Not all residents, however, will be as persistent as Weaver has been, says fellow Bellevue neighborhood resident Riggi. Over the years, Riggi has become a dumping ground for many residents who have complaints about the city and the police department. He says the lack of communication between the police and tipsters is frustrating. “I understand they [the police] can’t just rush the house and start arresting people, but at least let the informers know, ‘We’re working on it. It’s going to take a while to build a case.’ Let the people know what’s going on,” he says. “If the ears of the people you’re telling it to are closed, well, after a while you give up.”

Geraci refers to this as the “customer service” component of the police department, and acknowledges there’s room for improvement. “I think we have to do a better job of lowering the level of expectation and anxiety,” he says. “We’re working on this internally. Some of the things we’re doing is working with our communications staff, developing better customer-service skills when we know that it’s extremely busy. Can we provide information upfront to the caller, to tell them ‘this is going to be a delayed response, it may be up to this time?’ ”

Beginning next month, Geraci says he also plans to attend every neighborhood and business-association meeting in the city to present attendees with the facts about where the department is at today as well as gather feedback from residents.

It has been more than two months since Bill Parkis’ sister was brutally beaten on the streets of Schenectady, and he’s still left with plenty of what-if questions and without many answers.

“Had [the police] shown up before Jan. 9, I would have had a film,” he repeats. “They never showed up until the 12th. I didn’t have no film. It was gone.”

The Parkises say that living in Schenectady with an untrustworthy police department has caused them to fear for their safety, as well as the safety of their daughter and two young grandchildren.

“Schenectady police go home at night,” Bill Parkis says. “They don’t live in Schenectady. They’re protected by somebody else. Why can’t we be protected by somebody else?”

Currently, Schenectady police are not required to live within the city limits, and some do reside in surrounding communities.

Riggi supports reforming residency rules so that all officers must live in Schenectady, the benefits of which he says would be twofold. “I think it’s only normal that somebody who lives in the neighborhood, lives in the city, maybe they’re going to take a little more interest in seeing that it can be the best it can be.” Secondly, when police officers live in the city, it also contributes to a sense of security for their neighbors and helps to establish a more friendly relationship between citizenry and police.

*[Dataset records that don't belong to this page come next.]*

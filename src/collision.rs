use std::sync::Arc;

use macroquad::prelude::*;

use crate::actor::Actor;
use crate::direction::Direction;
use crate::map::WorldMap;

/// Decides whether an actor may occupy a shape.
///
/// Called once per actor before a step starts, with the shape the actor would
/// have at the end of the step. Implementations only read.
pub trait CollisionDecisionMaker {
    /// `true` if `actor` moved to `translated` would collide.
    fn collides(&self, actor: &dyn Actor, translated: Rect) -> bool;
}

impl<F> CollisionDecisionMaker for F
where
    F: Fn(&dyn Actor, Rect) -> bool,
{
    fn collides(&self, actor: &dyn Actor, translated: Rect) -> bool {
        self(actor, translated)
    }
}

/// Collision against the block flags of a [`WorldMap`].
///
/// The step direction is taken from the offset between the actor's current
/// footprint and the translated one. A step collides when a wall on the cell
/// being left faces the way out, or a wall on the cell being entered faces
/// the mover.
#[derive(Debug, Clone)]
pub struct MapCollision {
    map: Arc<WorldMap>,
    confine: bool,
}

impl MapCollision {
    /// Collision against `map`.
    pub fn new(map: Arc<WorldMap>) -> Self {
        MapCollision {
            map,
            confine: false,
        }
    }

    /// Also refuse steps that leave the map's bounding rect.
    pub fn confined(mut self) -> Self {
        self.confine = true;
        self
    }

    /// Map collisions are checked against.
    pub fn map(&self) -> &Arc<WorldMap> {
        &self.map
    }
}

impl CollisionDecisionMaker for MapCollision {
    fn collides(&self, actor: &dyn Actor, translated: Rect) -> bool {
        let current = actor.footprint();
        let Some(dir) = Direction::from_delta(translated.point() - current.point()) else {
            return false;
        };
        let from = self.map.cell_at(current.point());
        let to = self.map.cell_at(translated.point());

        if self.confine {
            let b = self.map.bounding_rect();
            let inside = to.x >= b.x && to.x < b.x + b.width && to.y >= b.y && to.y < b.y + b.height;
            if !inside {
                return true;
            }
        }

        self.map.is_exit_blocked(from.x, from.y, dir) || self.map.is_blocked(to.x, to.y, dir)
    }
}
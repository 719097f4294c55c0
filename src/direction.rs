use macroquad::prelude::*;

/// One of the four grid directions, in the order direction key sets use.
#[derive(Debug, Clone, Copy, PartialEq, Eq, Hash)]
pub enum Direction {
    /// Towards smaller x.
    Left,
    /// Towards larger x.
    Right,
    /// Towards smaller y.
    Up,
    /// Towards larger y.
    Down,
}

impl Direction {
    /// All directions: left, right, up, down.
    pub const ALL: [Direction; 4] = [
        Direction::Left,
        Direction::Right,
        Direction::Up,
        Direction::Down,
    ];

    /// Unit vector in screen space (y grows downwards).
    pub fn vector(self) -> Vec2 {
        match self {
            Direction::Left => vec2(-1.0, 0.0),
            Direction::Right => vec2(1.0, 0.0),
            Direction::Up => vec2(0.0, -1.0),
            Direction::Down => vec2(0.0, 1.0),
        }
    }

    /// The direction pointing the other way.
    pub fn opposite(self) -> Direction {
        match self {
            Direction::Left => Direction::Right,
            Direction::Right => Direction::Left,
            Direction::Up => Direction::Down,
            Direction::Down => Direction::Up,
        }
    }

    /// Axis-aligned direction of a delta, `None` for zero or diagonal deltas.
    pub fn from_delta(delta: Vec2) -> Option<Direction> {
        match (delta.x, delta.y) {
            (x, y) if x < 0.0 && y == 0.0 => Some(Direction::Left),
            (x, y) if x > 0.0 && y == 0.0 => Some(Direction::Right),
            (x, y) if x == 0.0 && y < 0.0 => Some(Direction::Up),
            (x, y) if x == 0.0 && y > 0.0 => Some(Direction::Down),
            _ => None,
        }
    }
}

#[cfg(test)]
mod tests {
    use super::*;

    #[test]
    fn from_delta_inverts_vector() {
        for dir in Direction::ALL {
            assert_eq!(Direction::from_delta(dir.vector() * 32.0), Some(dir));
        }
        assert_eq!(Direction::from_delta(vec2(1.0, 1.0)), None);
        assert_eq!(Direction::from_delta(Vec2::ZERO), None);
    }
}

Riggi first became interested in police matters about eight or nine years after an elderly woman in Bellevue was mugged while walking to midnight mass. “The police did not come. When she got to the hospital, finally the hospital called and then the police came to get a report from the lady. It was upsetting to think that there was no police response for an elderly lady who was getting mugged and having her purse stolen.”

The incident helped to incite public debate about the police, he says. “There were meetings held over it, almost like the same idea we’re having now. The same thing, and I hear the same answers: We’re understaffed, crime is up. All these things we hear over and over again, but they have not come up with a solution. It’s not my job to have a solution. I’m the taxpayer. I want our government to have a solution. I want Brian Stratton as CEO of the city of Schenectady to come up with a solution.”

Stratton says he’s taking the issue “very, very seriously,” and is determined to make changes.

“I don’t deny that there are some internal problems, and there are things that we need to look into to make sure that we are doing better,” he says. “If there are a few bad apples in there, they absolutely need to go or need to be brought into line. We need to get reforms in the police-labor contract, which, to some extent, does tie our hands in what we’re able to do.”

The police contract expired at the end of 2006. The city and PBA currently are renegotiating.